Comment: Saudi Arabia has lately shown interest in forging closer ties with Kabul. In late March, the national security advisors of Afghanistan, Saudi Arabia and the United States met at the White House to discuss “issues of strategic importance to the three countries.” The meeting troubled Tehran as the three countries pledged to establish a trilateral cooperation mechanism on counterterrorism and other matters of mutual interest. The readout of the meeting released by the White House even mentioned that the three sides had agreed on “joint efforts to counter the Iranian regime’s malign influence and provocative behavior” among other issues.
Tehran also appears displeased by Riyadh’s latest engagement with Kabul on economic and trade issues, perhaps because Afghanistan’s enhanced trade with Gulf countries would reduce Afghanistan’s reliance on Iran. Because of Kabul’s troubled relations with Islamabad, Afghanistan has increased its exports from Iran and relies on the new Chabahar port in Iran, which is jointly developed with India. The air corridor between Afghanistan and Saudi Arabia is scheduled to be inaugurated next week.

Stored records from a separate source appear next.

//! HTTP API for the notation parser
//!
//! A single endpoint, `POST /api/parse`, takes a JSON body with the raw
//! notation string and returns its decomposition. Parse failures map to
//! 400 responses; the parser cannot fault on well-formed string input, so
//! no failure ever maps to a server error.

use axum::http::{header, HeaderValue, Method, StatusCode};
use axum::response::{IntoResponse, Response};
use axum::routing::post;
use axum::{Json, Router};
use miller_core::{parse, Config, Notation, ParseError};
use serde::{Deserialize, Serialize};
use tower_http::cors::CorsLayer;

/// Request body for `POST /api/parse`
#[derive(Debug, Deserialize)]
pub struct ParseRequest {
    /// Raw notation string, e.g. `(100)` or `[111]`
    pub input: String,
}

/// Response body, tagged by notation kind
///
/// The `intercept` array is only present for planes.
#[derive(Debug, Serialize)]
#[serde(tag = "type", rename_all = "lowercase")]
pub enum ParseResponse {
    Plane {
        indices: Vec<i32>,
        intercept: Vec<f64>,
    },
    Direction {
        indices: Vec<i32>,
    },
}

impl From<Notation> for ParseResponse {
    fn from(notation: Notation) -> Self {
        match notation {
            Notation::Plane {
                indices,
                intercepts,
            } => ParseResponse::Plane {
                indices,
                intercept: intercepts,
            },
            Notation::Direction { indices } => ParseResponse::Direction { indices },
        }
    }
}

/// Parse failure surfaced to the HTTP client
///
/// Every parse failure is the caller's fault, so the status is always
/// 400 and the body is the error's message.
#[derive(Debug)]
pub struct ApiError(ParseError);

impl From<ParseError> for ApiError {
    fn from(err: ParseError) -> Self {
        ApiError(err)
    }
}

impl IntoResponse for ApiError {
    fn into_response(self) -> Response {
        (StatusCode::BAD_REQUEST, self.0.to_string()).into_response()
    }
}

/// Build the application router with CORS for the configured origin
///
/// The CORS layer allows POST and OPTIONS from the single configured
/// origin and answers preflight requests itself. An origin that is not a
/// valid header value is a startup error.
pub fn router(config: &Config) -> anyhow::Result<Router> {
    let origin: HeaderValue = config.server.cors_origin.parse()?;

    let cors = CorsLayer::new()
        .allow_origin(origin)
        .allow_methods([Method::POST, Method::OPTIONS])
        .allow_headers([header::CONTENT_TYPE]);

    Ok(Router::new()
        .route("/api/parse", post(parse_notation))
        .layer(cors))
}

/// Handler for `POST /api/parse`
async fn parse_notation(Json(req): Json<ParseRequest>) -> Result<Json<ParseResponse>, ApiError> {
    let notation = parse(&req.input)?;

    tracing::debug!(
        kind = notation.kind(),
        input = %req.input,
        "parse request handled"
    );

    Ok(Json(notation.into()))
}

#[cfg(test)]
mod tests {
    use super::*;
    use serde_json::json;

    fn request(input: &str) -> Json<ParseRequest> {
        Json(ParseRequest {
            input: input.to_string(),
        })
    }

    #[tokio::test]
    async fn test_parse_plane_response() {
        let Json(response) = parse_notation(request("(100)")).await.unwrap();
        match response {
            ParseResponse::Plane { indices, intercept } => {
                assert_eq!(indices, vec![1, 0, 0]);
                assert_eq!(intercept, vec![1.0, 0.5, 0.5]);
            }
            other => panic!("expected plane, got {:?}", other),
        }
    }

    #[tokio::test]
    async fn test_parse_direction_response() {
        let Json(response) = parse_notation(request("[111]")).await.unwrap();
        match response {
            ParseResponse::Direction { indices } => {
                assert_eq!(indices, vec![1, 1, 1]);
            }
            other => panic!("expected direction, got {:?}", other),
        }
    }

    #[tokio::test]
    async fn test_invalid_format_maps_to_bad_request() {
        let err = parse_notation(request("100")).await.unwrap_err();
        let response = err.into_response();
        assert_eq!(response.status(), StatusCode::BAD_REQUEST);
    }

    #[tokio::test]
    async fn test_no_indices_maps_to_bad_request() {
        let err = parse_notation(request("()")).await.unwrap_err();
        let response = err.into_response();
        assert_eq!(response.status(), StatusCode::BAD_REQUEST);
    }

    #[test]
    fn test_plane_json_shape() {
        let response = ParseResponse::Plane {
            indices: vec![1, 0, 0],
            intercept: vec![1.0, 0.5, 0.5],
        };
        let value = serde_json::to_value(&response).unwrap();
        assert_eq!(
            value,
            json!({
                "type": "plane",
                "indices": [1, 0, 0],
                "intercept": [1.0, 0.5, 0.5],
            })
        );
    }

    #[test]
    fn test_direction_json_omits_intercept() {
        let response = ParseResponse::Direction {
            indices: vec![1, 1, 1],
        };
        let value = serde_json::to_value(&response).unwrap();
        assert_eq!(value, json!({ "type": "direction", "indices": [1, 1, 1] }));
        assert!(value.get("intercept").is_none());
    }

    #[test]
    fn test_router_builds_with_default_config() {
        assert!(router(&Config::default()).is_ok());
    }

    #[test]
    fn test_router_rejects_invalid_origin() {
        let mut config = Config::default();
        config.server.cors_origin = "not\na\nheader".to_string();
        assert!(router(&config).is_err());
    }
}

Tehran may also be worried that Riyadh’s role in the Afghan reconciliation process may undercut its own leverage both with the Taliban and the Kabul government. In recent years, the Islamic Republic has deepened its ties with the Taliban leadership. In his phone talk with Atmar, Ghofaili emphasized that Riyadh supported Afghan President Ashraf Ghani’s latest peace proposal to the Taliban and offered to cooperate with Kabul to pave the way for a political settlement between the Afghan government and the insurgents.